Investors are bracing for more large price swings across
stocks, bonds and commodities heading into a month that is associated with
market tumult. Stocks rose Wednesday, with the Dow Jones Industrial Average
adding 1.5%. The gains ended a third quarter that included the largest
percentage declines for U.S. stock indexes and the most volatility since 2011,
reflecting concerns about the pace of growth in China and elsewhere around the
globe.
Many investors said the U.S. economy is expanding steadily
and that stocks are likely to recover in coming months, as they have from past
retreats during a six-year-long stock rally. Few are expecting a repeat of
October swoons in 1929, 1987 or 2008. But two factors are giving some analysts
and traders pause and likely leading to further market swings: Wall Street
analysts expect quarterly corporate earnings will decline for the second
quarter in a row for the first time since the financial crisis, and financing
conditions are tightening in corporate-bond markets.
Together, the factors are causing stock investors who
previously snapped up shares at the first sign of a market wide pullback to
boost cash balances and wait for further declines. Some said they are worried
about valuations that remain high by historical standards, while others are
waiting to see if turbulence in the bond market and many emerging markets will
subside.
For the quarter, the S&P 500 fell 6.9%, the Dow
industrials dropped 7.6% and the Nasdaq Composite Index declined 7.4%. That is
the largest percentage falloff since the third quarter of 2011, when the
European debt crisis roiled financial markets. Despite the decline in stock
prices, many analysts don’t see stocks as a buy. Some are cutting earnings
expectations, adding to concerns about valuations.

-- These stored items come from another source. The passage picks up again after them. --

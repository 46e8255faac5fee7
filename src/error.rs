use axum::{
    extract::{
        rejection::{JsonRejection, PathRejection, QueryRejection},
        FromRequest, FromRequestParts,
    },
    http::StatusCode,
    response::{IntoResponse, Response},
    Json,
};
use serde_json::json;
use thiserror::Error;
use tracing::error;

/// Failures raised by a ledger backend.
#[derive(Debug, Error)]
pub enum StoreError {
    #[error("{entity} '{key}' already exists")]
    DuplicateKey { entity: &'static str, key: String },

    #[error("{entity} '{key}' not found")]
    NotFound { entity: &'static str, key: String },

    #[error("database error: {0}")]
    Database(#[from] sqlx::Error),

    #[error("corrupt record: {0}")]
    Corrupt(String),
}

impl StoreError {
    pub fn duplicate(entity: &'static str, key: impl Into<String>) -> Self {
        Self::DuplicateKey {
            entity,
            key: key.into(),
        }
    }

    pub fn not_found(entity: &'static str, key: impl Into<String>) -> Self {
        Self::NotFound {
            entity,
            key: key.into(),
        }
    }
}

/// Error returned by every handler; always rendered as `{"error": "..."}`.
#[derive(Debug, Error)]
pub enum ApiError {
    #[error("{0}")]
    Validation(String),

    #[error("{0}")]
    Unauthorized(String),

    #[error("{0}")]
    Forbidden(String),

    #[error("{0}")]
    NotFound(String),

    /// Natural-key collision. Reported as 400, like the other input errors.
    #[error("{0}")]
    Conflict(String),

    #[error("{0}")]
    Internal(String),
}

impl ApiError {
    pub fn validation(message: impl Into<String>) -> Self {
        Self::Validation(message.into())
    }

    pub fn internal<E: std::fmt::Display>(e: E) -> Self {
        Self::Internal(e.to_string())
    }

    pub fn status(&self) -> StatusCode {
        match self {
            ApiError::Validation(_) | ApiError::Conflict(_) => StatusCode::BAD_REQUEST,
            ApiError::Unauthorized(_) => StatusCode::UNAUTHORIZED,
            ApiError::Forbidden(_) => StatusCode::FORBIDDEN,
            ApiError::NotFound(_) => StatusCode::NOT_FOUND,
            ApiError::Internal(_) => StatusCode::INTERNAL_SERVER_ERROR,
        }
    }
}

impl From<StoreError> for ApiError {
    fn from(e: StoreError) -> Self {
        match e {
            StoreError::DuplicateKey { .. } => ApiError::Conflict(e.to_string()),
            StoreError::NotFound { .. } => ApiError::NotFound(e.to_string()),
            StoreError::Database(_) | StoreError::Corrupt(_) => {
                error!(error = %e, "store failure");
                ApiError::Internal(e.to_string())
            }
        }
    }
}

impl From<JsonRejection> for ApiError {
    fn from(rejection: JsonRejection) -> Self {
        ApiError::Validation(rejection.body_text())
    }
}

impl From<PathRejection> for ApiError {
    fn from(rejection: PathRejection) -> Self {
        ApiError::Validation(rejection.body_text())
    }
}

impl From<QueryRejection> for ApiError {
    fn from(rejection: QueryRejection) -> Self {
        ApiError::Validation(rejection.body_text())
    }
}

impl IntoResponse for ApiError {
    fn into_response(self) -> Response {
        let status = self.status();
        (status, Json(json!({ "error": self.to_string() }))).into_response()
    }
}

/// Trimmed text, or `None` when absent or blank.
pub(crate) fn present(value: Option<String>) -> Option<String> {
    value
        .map(|v| v.trim().to_string())
        .filter(|v| !v.is_empty())
}

/// `Json` extractor whose rejections use the `{"error": ...}` shape.
#[derive(FromRequest)]
#[from_request(via(axum::Json), rejection(ApiError))]
pub struct AppJson<T>(pub T);

/// `Path` and `Query` counterparts of [`AppJson`].
#[derive(FromRequestParts)]
#[from_request(via(axum::extract::Path), rejection(ApiError))]
pub struct AppPath<T>(pub T);

#[derive(FromRequestParts)]
#[from_request(via(axum::extract::Query), rejection(ApiError))]
pub struct AppQuery<T>(pub T);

Profits for S&P 500 companies slipped 0.7% in the second
quarter compared with the year-ago period, marking the first decline since the
third quarter of 2012, according to FactSet. Profits are expected to fall 4.9%
in the third quarter, which would be the first time since 2009 that earnings
fell two quarters in a row.
While the S&P 500 has fallen more than 5% since the end
of July, the S&P trades at 16.7 times the past 12 months of earnings,
compared with its 10-year average of 15.7, according to FactSet. In early
August, before the S&P 500 fell into correction territory—a loss of 10% or
more from a recent peak—the S&P 500 traded at 18.2 times the past year of
earnings.
Many analysts said other signals of a U.S. recession haven’t
materialized. They still expect the U.S. economy to expand at a modest but
healthy 2.5% annual rate this year and point out that unemployment is at its
lowest levels since early 2008. Consumer spending, a major growth driver, is
picking up.
Growth stocks—shares of companies that tend to reinvest
earnings into expanding the business instead of paying dividends—are also
faring better than the broader market, suggesting many investors still believe
the economy will accelerate.
Bond investors in recent months have demanded higher yields
relative to Treasurys to own highly rated U.S. corporate debt, indicating some
worry about companies’ ability to repay. This week, some companies canceled
bond sales, including the U.S. arm of Spanish bank Banco Santander SA and
shopping-center company CBL & Associates Properties Inc. Hewlett-Packard Co. sold
$14.6 billion of bonds on Wednesday, one of the biggest debt offerings this
year, according to S&P Capital IQ LCD.
Prices have dropped more sharply in the market for junk
bonds, those issued by lower-rated firms. Junk-bond trends in the past have
served as a leading indicator for broader economic conditions and stock-market
performance.
These companies carry more debt and have less financial
leeway to withstand an economic downturn. That makes the gap in yield between
these bonds and comparable U.S. Treasurys a widely watched metric of corporate
financial health that tends to foreshadow declines in the stock markets. On
Tuesday, it shot up to 6.34 percentage points, the highest level since 2012,
according to Barclays PLC data.
The extra yield investors demand to hold high-grade European
corporate debt over government bonds has jumped to its biggest level since July
2013, at 1.48 percentage points, according to Barclays data.